I still use Spring to this day and I am partially pleased with its functionality, but it's time to try something and something of my own, isn't it?

About myself


My name is Nikita, I am 24 years old, and I have been doing java (backend) for 3 years. He studied only on practical examples, in parallel trying to understand the specs of classes. Currently working (freelance) - writing a CMS for a commercial project, where I use Spring Boot. I recently thought: “Why not write your IoC (DI) Container according to your vision and desire?”. Roughly speaking - “I wanted it with blackjack ...”. This will be discussed today. Well, please under the cat. Link to project sources .

Special features


- the main feature of the project - Dependency Injection.
There are 3 main dependency injection methods supported:
  1. Class fields
  2. Class constructor
  3. Class functions (standard setter on one parameter)

*Note:
- when scanning a class, if all three methods of injection are used at once - the method of injection through the class constructor marked with the @IoCDependency annotation will be priority. Those. Only one injection method works.

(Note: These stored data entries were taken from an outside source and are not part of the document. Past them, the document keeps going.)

//! Interactive display commands and documentation-only language structures
//!
//! The display commands mutate interpreter configuration rather than the
//! stack; they are ordinary registry entries so scripts can switch bases
//! mid-program. The "Language Structures" group exists purely for the help
//! page; its names are not dispatchable.

use crate::error::Result;
use crate::ops::{Operator, OperatorRegistry};
use crate::runtime::{Interpreter, Value};

/// Register interactive commands and the help-only structure entries
pub fn register(registry: &mut OperatorRegistry) {
    registry.register_group(
        "Interactive Display Commands",
        vec![
            Operator::stateful("dec", 0, dec, "Display decimal values"),
            Operator::stateful("bin", 0, bin, "Display binary values"),
            Operator::stateful("oct", 0, oct, "Display octal values"),
            Operator::stateful("hex", 0, hex, "Display hexadecimal values"),
            Operator::stateful("symbols", 0, symbols, "Display all defined symbols"),
            Operator::stateful("help", 0, help, "Show this help text"),
            Operator::stateful("exit", 0, exit, "Exit interactive mode"),
        ],
    );
    registry.register_group(
        "Language Structures",
        vec![
            Operator::structure(
                "/* [comment] */",
                "Multiline comment, ignore everything between the first '/*' and the first '*/'",
            ),
            Operator::structure(
                "{ <expression> }",
                "Block, encapsulates a sequence of operations, values, and/or other blocks, \
                 e.g. '{ dup * }'",
            ),
            Operator::structure(
                "$<symbol name>",
                "Symbol, get the value of an existing symbol; expanding an unassigned symbol \
                 is an error",
            ),
            Operator::structure(
                "&$<symbol name>",
                "Reference, refers to a symbol name, must match /[a-zA-Z0-9_]+/",
            ),
        ],
    );
}

fn dec(interp: &mut Interpreter, _args: Vec<Value>) -> Result<Option<Value>> {
    interp.set_display_base(10)?;
    Ok(None)
}

fn bin(interp: &mut Interpreter, _args: Vec<Value>) -> Result<Option<Value>> {
    interp.set_display_base(2)?;
    Ok(None)
}

fn oct(interp: &mut Interpreter, _args: Vec<Value>) -> Result<Option<Value>> {
    interp.set_display_base(8)?;
    Ok(None)
}

fn hex(interp: &mut Interpreter, _args: Vec<Value>) -> Result<Option<Value>> {
    interp.set_display_base(16)?;
    Ok(None)
}

fn symbols(interp: &mut Interpreter, _args: Vec<Value>) -> Result<Option<Value>> {
    println!("{}", interp.render_symbols());
    Ok(None)
}

fn help(interp: &mut Interpreter, _args: Vec<Value>) -> Result<Option<Value>> {
    println!("{}", interp.help_text());
    Ok(None)
}

fn exit(interp: &mut Interpreter, _args: Vec<Value>) -> Result<Option<Value>> {
    interp.stop();
    Ok(None)
}
//! Property-based tests for the evaluation engine

use proptest::prelude::*;

use rpnlang::runtime::format::format_value;
use rpnlang::{Interpreter, Value};

fn eval(source: &str) -> String {
    Interpreter::new().evaluate(source).unwrap()
}

proptest! {
    /// Integer `+ - *` agree with native arithmetic
    #[test]
    fn prop_arithmetic_matches_native(a in -1_000_000i64..1_000_000, b in -1_000_000i64..1_000_000) {
        prop_assert_eq!(eval(&format!("{} {} +", a, b)), (a + b).to_string());
        prop_assert_eq!(eval(&format!("{} {} -", a, b)), (a - b).to_string());
        prop_assert_eq!(eval(&format!("{} {} *", a, b)), (a * b).to_string());
    }

    /// `/` is true division: the result is the float quotient even for
    /// evenly dividing integers
    #[test]
    fn prop_division_is_true_division(a in -10_000i64..10_000, b in -10_000i64..10_000) {
        prop_assume!(b != 0);
        let expected = format_value(&Value::Float(a as f64 / b as f64), 10, 0);
        prop_assert_eq!(eval(&format!("{} {} /", a, b)), expected);
    }

    /// Formatting an integer in any base yields a literal that parses and
    /// formats back to the same text
    #[test]
    fn prop_integer_base_round_trip(n in any::<i64>(), base in prop::sample::select(vec![2u32, 8, 10, 16])) {
        let formatted = format_value(&Value::Int(n), base, 0);
        let mut interp = Interpreter::with_display_base(base).unwrap();
        prop_assert_eq!(interp.evaluate(&formatted).unwrap(), formatted);
    }

    /// Same round trip for decimal floats (kept in the range where the
    /// native rendering stays in plain `digits.digits` form)
    #[test]
    fn prop_decimal_float_round_trip(numerator in -8_000_000i64..8_000_000) {
        let value = numerator as f64 / 256.0;
        let formatted = format_value(&Value::Float(value), 10, 0);
        let mut interp = Interpreter::new();
        prop_assert_eq!(interp.evaluate(&formatted).unwrap(), formatted);
    }

    /// After pushing n literals the stack depth is n
    #[test]
    fn prop_depth_counts_pushes(values in prop::collection::vec(-100i64..100, 0..20)) {
        let source: Vec<String> = values.iter().map(|v| v.to_string()).collect();
        let mut interp = Interpreter::new();
        interp.evaluate(&source.join(" ")).unwrap();
        prop_assert_eq!(interp.format_stack().len(), values.len());
        let depth = interp.evaluate("depth").unwrap();
        prop_assert_eq!(depth, values.len().to_string());
    }

    /// `roll` then `rolld` by the same amount restores the stack
    #[test]
    fn prop_roll_round_trip(values in prop::collection::vec(-100i64..100, 1..12), n in 0i64..40) {
        let source: Vec<String> = values.iter().map(|v| v.to_string()).collect();
        let mut interp = Interpreter::new();
        interp.evaluate(&source.join(" ")).unwrap();
        let before = interp.format_stack();
        interp.evaluate(&format!("{} roll {} rolld", n, n)).unwrap();
        prop_assert_eq!(interp.format_stack(), before);
    }

    /// Comparison operators agree with native ordering
    #[test]
    fn prop_comparisons_match_native(a in -1000i64..1000, b in -1000i64..1000) {
        prop_assert_eq!(eval(&format!("{} {} <", a, b)), i64::from(a < b).to_string());
        prop_assert_eq!(eval(&format!("{} {} >=", a, b)), i64::from(a >= b).to_string());
        prop_assert_eq!(eval(&format!("{} {} ==", a, b)), i64::from(a == b).to_string());
    }

    /// `repeat` pushes exactly n copies
    #[test]
    fn prop_repeat_depth(n in 0i64..50) {
        let mut interp = Interpreter::new();
        interp.evaluate(&format!("{} {{7}} repeat", n)).unwrap();
        prop_assert_eq!(interp.format_stack().len(), n.max(0) as usize);
    }
}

- lazy initialization of components (on demand);

- built-in loader configuration files (formats: ini, xml, properties);

- command line argument handler;

- processing modules by creating factories;

- built-in events and listeners;

- built-in informers (Sensibles) for “informing” a component, factory, listener, processor (ComponentProcessor) that certain information should be loaded into an object depending on the informer;

- a module for managing / creating a thread pool, declaring functions as executable tasks for some time and initializing them in the pool factory, as well as starting with the parameters of SimpleTask.

How packages are scanned:
Used by third-party Reflections API with a standard scanner.

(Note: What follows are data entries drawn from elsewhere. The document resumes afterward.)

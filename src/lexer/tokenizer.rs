//! Whitespace tokenizer with block accumulation
//!
//! Splits a program string on whitespace runs, strips block comments, and
//! classifies each piece as an operator, a reference, a symbol, a literal,
//! or (through the bracket scanner) a whole block.

use lazy_static::lazy_static;
use regex::Regex;

use crate::error::{Error, Result};
use crate::lexer::bracket::{BracketScanner, CLOSING, OPENING};
use crate::lexer::number;
use crate::lexer::token::{Token, TokenKind};
use crate::ops::OperatorRegistry;

lazy_static! {
    /// `/* ... */`, non-greedy, spans newlines
    static ref COMMENT: Regex = Regex::new(r"(?s)/\*.*?\*/").unwrap();
    /// Symbol names, without sigils
    static ref NAME: Regex = Regex::new(r"^[a-zA-Z0-9_]+$").unwrap();
}

/// Tokenizer for one source string
///
/// Operator names resolve against the registry at tokenization time, so the
/// emitted tokens carry their registry entries and the evaluator never looks
/// a name up twice.
pub struct Tokenizer<'r> {
    registry: &'r OperatorRegistry,
    brackets: BracketScanner,
}

impl<'r> Tokenizer<'r> {
    /// Creates a tokenizer resolving operator names against `registry`
    pub fn new(registry: &'r OperatorRegistry) -> Self {
        Tokenizer {
            registry,
            brackets: BracketScanner::new(),
        }
    }

    /// Tokenizes `source` into tokens in reading order
    pub fn tokenize(&mut self, source: &str) -> Result<Vec<Token>> {
        let source = strip_comments(source);
        // Space between braces and their content is optional in the source:
        // `{1 2 *}` and `{ 1 2 * }` tokenize identically.
        let source = source
            .replace(OPENING, &format!("{} ", OPENING))
            .replace(CLOSING, &format!(" {}", CLOSING));

        let mut tokens = Vec::new();
        for piece in source.split_whitespace() {
            if piece == OPENING || piece == CLOSING || !self.brackets.is_balanced() {
                if let Some(token) = self.scan_block_piece(piece)? {
                    tokens.push(token);
                }
            } else {
                tokens.push(self.classify(piece)?);
            }
        }

        if !self.brackets.is_balanced() {
            self.brackets.reset();
            return Err(Error::Syntax("Unterminated block".to_string()));
        }
        Ok(tokens)
    }

    /// Feeds one piece into the open block scan, emitting the block token
    /// once it balances
    fn scan_block_piece(&mut self, piece: &str) -> Result<Option<Token>> {
        self.brackets.feed(piece)?;
        if !self.brackets.is_balanced() {
            return Ok(None);
        }
        let full = self.brackets.contents();
        self.brackets.reset();
        // Strip the outer braces; inner text is kept verbatim for deferred
        // re-tokenization.
        let inner = full[OPENING.len()..full.len() - CLOSING.len()]
            .trim()
            .to_string();
        Ok(Some(Token::new(TokenKind::Block(inner), full)))
    }

    fn classify(&self, piece: &str) -> Result<Token> {
        if let Some(op) = self.registry.get(piece) {
            return Ok(Token::new(TokenKind::Operator(*op), piece));
        }
        if let Some(name) = piece.strip_prefix("&$") {
            if NAME.is_match(name) {
                return Ok(Token::new(TokenKind::Reference(name.to_string()), piece));
            }
        }
        if let Some(name) = piece.strip_prefix('$') {
            if NAME.is_match(name) {
                return Ok(Token::new(TokenKind::Symbol(name.to_string()), piece));
            }
        }
        Ok(Token::new(number::parse_literal(piece)?, piece))
    }
}

/// Removes `/* ... */` comments, returning a new string
pub fn strip_comments(source: &str) -> String {
    COMMENT.replace_all(source, "").into_owned()
}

//{@see IocStarter#initializeContext} private AppContext initializeContext(Class<?>[] mainClasses, String... args) throws Exception { final AppContext context = new AppContext(); for (Class<?> mainSource : mainClasses) { final List<String> modulePackages = getModulePaths(mainSource); final String[] packages = modulePackages.toArray(new String[0]); final Reflections reflections = ReflectionUtils.configureScanner(packages, mainSource); final ModuleInfo info = getModuleInfo(reflections); initializeModule(context, info, args); } Runtime.getRuntime().addShutdownHook(new ShutdownHook(context)); context.getDispatcherFactory().fireEvent(new OnContextIsInitializedEvent(context)); return context; }

We get a collection of classes using annotation filters, types.
In this case, it is @IoCComponent, @Property and the Prophet Analyzer <R, T>

Context initialization order:
1) The first is the initialization of configuration types.
 //{@see AppContext#initEnvironment(Set)} public void initEnvironment(Set<Class<?>> properties) { for (Class<?> type : properties) { final Property property = type.getAnnotation(Property.class); if (property.ignore()) { continue; } final Path path = Paths.get(property.path()); try { final Object o = type.newInstance(); PropertiesLoader.parse(o, path.toFile()); dependencyInitiator.instantiatePropertyMethods(o); dependencyInitiator.addInstalledConfiguration(o); } catch (Exception e) { throw new Error("Failed to Load " + path + " Config File", e); } } }

* Explanations:
The @Property annotation has a mandatory string parameter - path (path to the configuration file). This is where the file is searched for parsing the configuration.
The PropertiesLoader class is a utility class for initializing the class fields corresponding to the configuration file fields.
The function DependencyFactory # addInstalledConfiguration (Object) - loads the configuration object into the factory as SINGLETON (otherwise it makes sense to reload the config not on demand).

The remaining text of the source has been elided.